Start of Data shown
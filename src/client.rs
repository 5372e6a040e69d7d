//! Thin HTTP gateway to the task API.
//!
//! The UI and CLI subcommands (`taskdeck tasks ...`) use this to reach a
//! running server. One method per route, returning the parsed response body
//! directly. Transport failures propagate to the caller unmodified — no
//! retry, no timeout policy.

use anyhow::{Context as _, Result};
use serde::Deserialize;
use serde_json::json;

use crate::tasks::Task;

#[derive(Clone)]
pub struct ApiClient {
    base_url: String,
    http: reqwest::Client,
}

#[derive(Debug, Deserialize)]
pub struct DeleteResponse {
    pub message: String,
}

impl ApiClient {
    /// Create a client targeting the API at `base_url` (e.g. `http://127.0.0.1:4400`).
    pub fn new(base_url: impl Into<String>) -> Self {
        Self {
            base_url: base_url.into(),
            http: reqwest::Client::new(),
        }
    }

    /// All tasks, newest first.
    pub async fn list_tasks(&self) -> Result<Vec<Task>> {
        let resp = self
            .http
            .get(format!("{}/api/tasks", self.base_url))
            .send()
            .await
            .context("GET /api/tasks failed")?
            .error_for_status()?;
        Ok(resp.json().await?)
    }

    /// Create a task; returns the created row including the generated id.
    pub async fn add_task(&self, title: &str, date: &str) -> Result<Task> {
        let resp = self
            .http
            .post(format!("{}/api/tasks", self.base_url))
            .json(&json!({ "title": title, "date": date }))
            .send()
            .await
            .context("POST /api/tasks failed")?
            .error_for_status()?;
        Ok(resp.json().await?)
    }

    /// Flip a task's completion flag; `None` when the id matched no row.
    pub async fn toggle_task(&self, id: i64) -> Result<Option<Task>> {
        let resp = self
            .http
            .put(format!("{}/api/tasks/{id}", self.base_url))
            .send()
            .await
            .context("PUT /api/tasks/{id} failed")?
            .error_for_status()?;
        Ok(resp.json().await?)
    }

    /// Delete a task. The confirmation message is fixed regardless of whether
    /// the id existed.
    pub async fn delete_task(&self, id: i64) -> Result<DeleteResponse> {
        let resp = self
            .http
            .delete(format!("{}/api/tasks/{id}", self.base_url))
            .send()
            .await
            .context("DELETE /api/tasks/{id} failed")?
            .error_for_status()?;
        Ok(resp.json().await?)
    }

    /// Check if the server is reachable (3-second timeout).
    pub async fn is_reachable(&self) -> bool {
        let req = self.http.get(format!("{}/api/health", self.base_url)).send();
        matches!(
            tokio::time::timeout(std::time::Duration::from_secs(3), req).await,
            Ok(Ok(r)) if r.status().is_success()
        )
    }
}
pub mod health;
pub mod tasks;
End of Data shown
### Instructions for the task
Where a line above includes "server", copy that line.

### Response
//! running server. One method per route, returning the parsed response body
    /// Check if the server is reachable (3-second timeout).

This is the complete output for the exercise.